Bis 1937 verbrachte William Rudolf die Sommerferien in Niederrad und verlebte nach eigenen Worten eine wohlbehütete Kindheit, die ihm im Nachhinein wie ein „Paradies vorgekommen ist“. Diese Empfindungen teilten die Erwachsenen nicht. Sein Vater hatte Hitlers „Mein Kampf“ genau gelesen und in weiser Voraussicht bereits vor 1933 entschieden, den Familiennamen in Rudolf zu ändern, um seine beginnende Karriere als Dirigent nicht zu gefährden. Nach Stationen in Freiburg, Darmstadt und Prag wandert die Familie 1935 nach Schweden aus, wo Wolfgang die Schule besuchte und innerhalb kürzester Zeit Schwedisch lernen musste. Mit dem Überfall der Wehrmacht auf Dänemark und Norwegen floh die Familie 1940 über die Sowjetunion in die USA und wurde 1942 eingebürgert. Max Rudolf wurde zum gefeierten Dirigenten an der New Yorker Met und dem Cincinnati Symphony Orchestra.

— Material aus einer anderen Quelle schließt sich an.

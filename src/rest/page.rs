//! Pages of list results and lazy iteration across them.
//!
//! A [`Page`] is the resource the API returns for every collection request
//! (`"object": "list"`): a batch of `objects`, the `totalObjects` count across
//! all pages and `links.next`/`links.prev` as absolute URLs or `null`.
//!
//! [`PageIter`] walks the items of consecutive pages, fetching one page at a
//! time and only when the previous one is exhausted.
//!
//! # Example
//!
//! ```rust,ignore
//! use sense_api::rest::Listable;
//! use sense_api::rest::resources::Node;
//!
//! // Page per page navigation
//! let first_page = Node::list(&client, None).await?;
//! if let Some(second_page) = first_page.next(&client).await? {
//!     println!("{} nodes in total", second_page.total_objects());
//! }
//!
//! // Navigation with an iterator
//! let mut nodes = Node::all(&client, None)?;
//! while let Some(node) = nodes.try_next().await? {
//!     assert!(node.uid().is_some());
//! }
//! ```

use std::fmt;

use crate::clients::Transport;
use crate::rest::capabilities::get_object;
use crate::rest::params::Params;
use crate::rest::registry::AnyResource;
use crate::rest::{ApiResource, FieldValue, Resource, ResourceError};

/// One page of a paginated collection.
#[derive(Clone, Debug, PartialEq)]
pub struct Page {
    resource: Resource,
}

impl ApiResource for Page {
    const NAME: &'static str = "Page";
    const OBJECT: Option<&'static str> = Some("list");

    fn from_resource(resource: Resource) -> Self {
        Self { resource }
    }

    fn resource(&self) -> &Resource {
        &self.resource
    }

    fn resource_mut(&mut self) -> &mut Resource {
        &mut self.resource
    }
}

impl fmt::Display for Page {
    fn fmt(&self, f: &mut fmt::Formatter<'_>) -> fmt::Result {
        write!(
            f,
            "<Page {} of {} objects>",
            self.objects().count(),
            self.total_objects()
        )
    }
}

impl Page {
    /// Fetches a page from a collection path or an absolute link.
    pub(crate) async fn fetch<C: Transport>(
        client: &C,
        path: &str,
        params: Option<Params>,
    ) -> Result<Self, ResourceError> {
        tracing::trace!(path, "fetching page");
        let body = get_object(client, path, params, Self::NAME).await?;
        Self::hydrate(&body)
    }

    /// Iterates over the resources on this page, in order.
    pub fn objects(&self) -> impl Iterator<Item = &AnyResource> {
        self.get("objects")
            .and_then(FieldValue::as_list)
            .unwrap_or_default()
            .iter()
            .filter_map(FieldValue::as_resource)
    }

    /// Consumes the page, returning its resources in order.
    #[must_use]
    pub fn into_objects(mut self) -> Vec<AnyResource> {
        match self.resource.remove("objects") {
            Some(FieldValue::List(items)) => items
                .into_iter()
                .filter_map(FieldValue::into_resource)
                .collect(),
            _ => Vec::new(),
        }
    }

    /// Returns the server-reported total across all pages.
    #[must_use]
    pub fn total_objects(&self) -> u64 {
        self.get("totalObjects")
            .and_then(FieldValue::as_u64)
            .unwrap_or_default()
    }

    /// Returns the absolute URL of the next page.
    #[must_use]
    pub fn next_link(&self) -> Option<&str> {
        self.link("next")
    }

    /// Returns the absolute URL of the previous page.
    #[must_use]
    pub fn prev_link(&self) -> Option<&str> {
        self.link("prev")
    }

    /// Returns `true` when there is no previous page.
    #[must_use]
    pub fn is_first(&self) -> bool {
        self.prev_link().is_none()
    }

    /// Returns `true` when there is no next page.
    #[must_use]
    pub fn is_last(&self) -> bool {
        self.next_link().is_none()
    }

    fn link(&self, rel: &str) -> Option<&str> {
        self.get("links")?
            .as_resource()?
            .get(rel)
            .and_then(FieldValue::as_str)
    }

    /// Fetches the next page, or returns `None` without a request on the last page.
    ///
    /// # Errors
    ///
    /// Returns [`ResourceError::Http`] on a non-2xx response.
    pub async fn next<C: Transport>(&self, client: &C) -> Result<Option<Self>, ResourceError> {
        match self.next_link() {
            Some(link) => Self::fetch(client, link, None).await.map(Some),
            None => Ok(None),
        }
    }

    /// Fetches the previous page, or returns `None` without a request on the first page.
    ///
    /// # Errors
    ///
    /// Returns [`ResourceError::Http`] on a non-2xx response.
    pub async fn prev<C: Transport>(&self, client: &C) -> Result<Option<Self>, ResourceError> {
        match self.prev_link() {
            Some(link) => Self::fetch(client, link, None).await.map(Some),
            None => Ok(None),
        }
    }

    /// Iterates lazily over the items of this page and the pages after it.
    #[must_use]
    pub fn into_items<C: Transport>(self, client: &C) -> PageIter<'_, C> {
        let mut iter = PageIter {
            client,
            buffer: Vec::new().into_iter(),
            cursor: Cursor::Exhausted,
        };
        iter.load(self);
        iter
    }
}

/// Where the next page comes from.
#[derive(Debug)]
enum Cursor {
    Start {
        path: String,
        params: Option<Params>,
    },
    Link(String),
    Exhausted,
}

/// A single-pass, forward-only iterator over the items of consecutive pages.
///
/// Holds the items of one page; the next page is fetched only when they run
/// out. Stopping early is simply not calling [`try_next`](Self::try_next)
/// again. An error ends the iteration.
pub struct PageIter<'c, C> {
    client: &'c C,
    buffer: std::vec::IntoIter<AnyResource>,
    cursor: Cursor,
}

impl<C> fmt::Debug for PageIter<'_, C> {
    fn fmt(&self, f: &mut fmt::Formatter<'_>) -> fmt::Result {
        f.debug_struct("PageIter")
            .field("buffered", &self.buffer.len())
            .field("cursor", &self.cursor)
            .finish_non_exhaustive()
    }
}

impl<'c, C: Transport> PageIter<'c, C> {
    /// Creates an iterator starting at a collection path. No request is made.
    #[must_use]
    pub fn new(client: &'c C, path: impl Into<String>, params: Option<Params>) -> Self {
        Self {
            client,
            buffer: Vec::new().into_iter(),
            cursor: Cursor::Start {
                path: path.into(),
                params,
            },
        }
    }

    /// Returns the next item, fetching the next page when the current one is exhausted.
    ///
    /// Returns `Ok(None)` once the last page has been consumed.
    ///
    /// # Errors
    ///
    /// Returns [`ResourceError::Http`] if a page fetch fails.
    pub async fn try_next(&mut self) -> Result<Option<AnyResource>, ResourceError> {
        loop {
            if let Some(item) = self.buffer.next() {
                return Ok(Some(item));
            }
            let page = match std::mem::replace(&mut self.cursor, Cursor::Exhausted) {
                Cursor::Start { path, params } => Page::fetch(self.client, &path, params).await?,
                Cursor::Link(link) => Page::fetch(self.client, &link, None).await?,
                Cursor::Exhausted => return Ok(None),
            };
            self.load(page);
        }
    }

    /// Drains the iterator into a vector, fetching every remaining page.
    ///
    /// # Errors
    ///
    /// Returns the first page fetch error.
    pub async fn collect_all(mut self) -> Result<Vec<AnyResource>, ResourceError> {
        let mut items = Vec::new();
        while let Some(item) = self.try_next().await? {
            items.push(item);
        }
        Ok(items)
    }
}

impl<C> PageIter<'_, C> {
    fn load(&mut self, page: Page) {
        self.cursor = page
            .next_link()
            .map_or(Cursor::Exhausted, |link| Cursor::Link(link.to_string()));
        self.buffer = page.into_objects().into_iter();
    }
}

#[cfg(test)]
mod tests {
    use super::*;
    use serde_json::{json, Value};

    fn page(value: &Value) -> Page {
        Page::hydrate(value.as_object().unwrap()).unwrap()
    }

    #[test]
    fn test_page_accessors() {
        let page = page(&json!({
            "object": "list",
            "totalObjects": 9,
            "links": {"next": "https://sen.se/api/v2/nodes/?page=2", "prev": null},
            "objects": [
                {"object": "node", "uid": "n1"},
                {"object": "node", "uid": "n2"}
            ]
        }));

        assert_eq!(page.total_objects(), 9);
        assert_eq!(page.next_link(), Some("https://sen.se/api/v2/nodes/?page=2"));
        assert_eq!(page.prev_link(), None);
        assert!(page.is_first());
        assert!(!page.is_last());

        let uids: Vec<&str> = page.objects().filter_map(AnyResource::uid).collect();
        assert_eq!(uids, vec!["n1", "n2"]);
        assert!(page.objects().all(|o| matches!(o, AnyResource::Node(_))));
    }

    #[test]
    fn test_page_without_links_is_first_and_last() {
        let page = page(&json!({"object": "list", "totalObjects": 0, "objects": []}));
        assert!(page.is_first());
        assert!(page.is_last());
        assert_eq!(page.objects().count(), 0);
        assert!(page.into_objects().is_empty());
    }

    #[test]
    fn test_into_objects_keeps_order() {
        let page = page(&json!({
            "object": "list",
            "objects": [{"uid": "a"}, {"uid": "b"}, {"uid": "c"}]
        }));
        let uids: Vec<String> = page
            .into_objects()
            .iter()
            .filter_map(|o| o.uid().map(str::to_string))
            .collect();
        assert_eq!(uids, vec!["a", "b", "c"]);
    }

    #[test]
    fn test_display_summarises_page() {
        let page = page(&json!({"object": "list", "totalObjects": 9, "objects": [{"uid": "a"}]}));
        assert_eq!(page.to_string(), "<Page 1 of 9 objects>");
    }
}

William, wie sich Wolfgang nun nannte, promovierte 1950 an der New York University School of Law (und einem Bachelor in Geschichte) und begann eine steile Karriere als bedeutender Wirtschaftsanwalt und Unternehmensberater, die mit der Ernennung zum Vizepräsidenten des Nationalkomitees für Auswärtige Politik (National Committee on American Foreign Policy) einen Höhepunkt fand. William Rudolf beherrschte neben dem Englischen und Deutschen Französisch, Italienisch, Schwedisch und Spanisch.

Immer war sich William Rudolf seiner Herkunft und seiner Vorfahren bewusst, und gab dieses Wissen an seine fünf Kinder und zwölf Enkelkinder weiter. Allerdings besuchte er, wie zuvor Ella und Gustav Gerst, Frankfurt nach dem Krieg nicht wieder. Zu ambivalent war das Verhältnis zu seiner Vaterstadt. Umso überraschter war er, als in Vorbereitung eines Filmes über den Goetheturm der in New York lebende Journalist Sebastian Moll den Kontakt suchte.     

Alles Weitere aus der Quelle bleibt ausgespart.